| Prompt |
From the line with "3, 5), None);" through the line with "impl Component for", inclusive, return each line of the data below exactly and leave the rest out.

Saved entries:
//! UI components: sidebar shell, dashboard pages, command palette.

use ratatui::layout::Rect;

use crate::ui::utils::contains;

pub mod auth;
pub mod command_palette;
pub mod common;
pub mod component;
pub mod dashboard;
pub mod gallery;
pub mod landing;
pub mod portfolio;
pub mod sidebar;

pub use auth::AuthComponent;
pub use command_palette::CommandPaletteComponent;
pub use component::*;
pub use dashboard::{DashboardHomeComponent, DashboardLayoutComponent, ProfileComponent};
pub use gallery::GalleryComponent;
pub use landing::LandingComponent;
pub use portfolio::PortfolioComponent;
pub use sidebar::SidebarShellComponent;

/// Index of the item under the pointer, if the pointer is inside `container`.
pub fn find_target_index_by_mouse_position(container: &Rect, items: &[Rect], column: u16, row: u16) -> Option<usize> {
    if !contains(*container, column, row) {
        return None;
    }
    items.iter().position(|item| contains(*item, column, row))
}

#[cfg(test)]
mod tests {
    use super::*;

    #[test]
    fn hit_test_requires_container_and_item() {
        let container = Rect::new(0, 0, 20, 10);
        let items = [Rect::new(1, 1, 18, 1), Rect::new(1, 2, 18, 1)];
        assert_eq!(find_target_index_by_mouse_position(&container, &items, 3, 2), Some(1));
        assert_eq!(find_target_index_by_mouse_position(&container, &items, 3, 5), None);
        assert_eq!(find_target_index_by_mouse_position(&container, &items, 30, 2), None);
    }
}
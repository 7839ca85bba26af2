use ratatui::{
    Frame,
    layout::{Constraint, Layout, Rect},
    text::{Line, Span},
    widgets::Paragraph,
};

use crate::app::App;
use crate::ui::components::Component;
use crate::ui::widgets::Card;

/// Current user's name, email and sign-in method.
#[derive(Debug, Default)]
pub struct ProfileComponent;

impl ProfileComponent {
    fn method_label(method: &str) -> &str {
        match method {
            "password" => "Email and password",
            "oauth_google" => "Google",
            "oauth_github" => "GitHub",
            other => other,
        }
    }
}

impl Component for ProfileComponent {
    fn render(&mut self, frame: &mut Frame, rect: Rect, app: &mut App) {
        let theme = &*app.ctx.theme;
        let [title_area, _, card_area] =
            Layout::vertical([Constraint::Length(1), Constraint::Length(1), Constraint::Length(8)]).areas(rect);
        frame.render_widget(Paragraph::new(Span::styled("Profile", theme.heading_style())), title_area);

        let Some(session) = app.ctx.auth.session.as_ref() else {
            frame.render_widget(Paragraph::new("No active session").style(theme.text_muted_style()), card_area);
            return;
        };
        let row = |label: &'static str, value: String| {
            Line::from(vec![
                Span::styled(format!("{label:<14}"), theme.text_secondary_style()),
                Span::styled(value, theme.text_primary_style()),
            ])
        };
        let body = vec![
            row("Name", session.user.display_name()),
            row("Email", session.user.email.clone()),
            row("Signed in with", Self::method_label(&session.method).to_string()),
            row("Session since", session.created_at.format("%Y-%m-%d %H:%M UTC").to_string()),
        ];
        let [card_area, _] = Layout::horizontal([Constraint::Max(64), Constraint::Min(0)]).areas(card_area);
        frame.render_widget(Card::new(theme).title(" Account ").body(body), card_area);
    }
}
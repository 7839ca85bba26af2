//! # UI Kit TUI Library
//!
//! Terminal rendition of a small UI kit built on Ratatui. Two shells share
//! one theme, one widget set and one runtime:
//!
//! - **Sidebar shell**: a collapsible navigation rail whose items share a
//!   single active selection.
//! - **Dashboard shell**: a routed application with an identity guard,
//!   landing and auth pages, a dashboard layout, a component gallery, a
//!   portfolio view and a command palette on Ctrl/Super+K.
//!
//! ## Architecture
//!
//! Components keep local view state and report shared changes as `Effect`s.
//! `App::update` is the only writer of shared state (theme, session, route,
//! sidebar selection). The runtime executes effects, awaits identity calls
//! and feeds their results back as messages.

mod app;
mod cmd;
mod loading;
mod router;
mod ui;

use std::sync::Arc;

use anyhow::Result;
use uikit_identity::IdentityProvider;
use uikit_util::{AppConfig, UserPreferences};

pub use app::Shell;

/// Runs the TUI until the user quits.
///
/// # Errors
///
/// Returns an error when the terminal cannot be put into raw mode or the
/// alternate screen, or when drawing fails.
pub async fn run(
    shell: Shell,
    config: AppConfig,
    identity: Arc<dyn IdentityProvider>,
    preferences: Arc<UserPreferences>,
) -> Result<()> {
    ui::runtime::run_app(shell, config, identity, preferences).await
}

| Solution for this problem |
        assert_eq!(find_target_index_by_mouse_position(&container, &items, 3, 5), None);
        assert_eq!(find_target_index_by_mouse_position(&container, &items, 30, 2), None);
    }
}
repository 7839ca85bba26af2
use ratatui::{
    Frame,
    layout::{Constraint, Layout, Rect},
    text::{Line, Span},
    widgets::Paragraph,
};

use crate::app::App;
use crate::ui::components::Component;
use crate::ui::widgets::Card;

/// Current user's name, email and sign-in method.
#[derive(Debug, Default)]
pub struct ProfileComponent;

impl ProfileComponent {
    fn method_label(method: &str) -> &str {
        match method {
            "password" => "Email and password",
            "oauth_google" => "Google",
            "oauth_github" => "GitHub",
            other => other,
        }
    }
}

impl Component for ProfileComponent {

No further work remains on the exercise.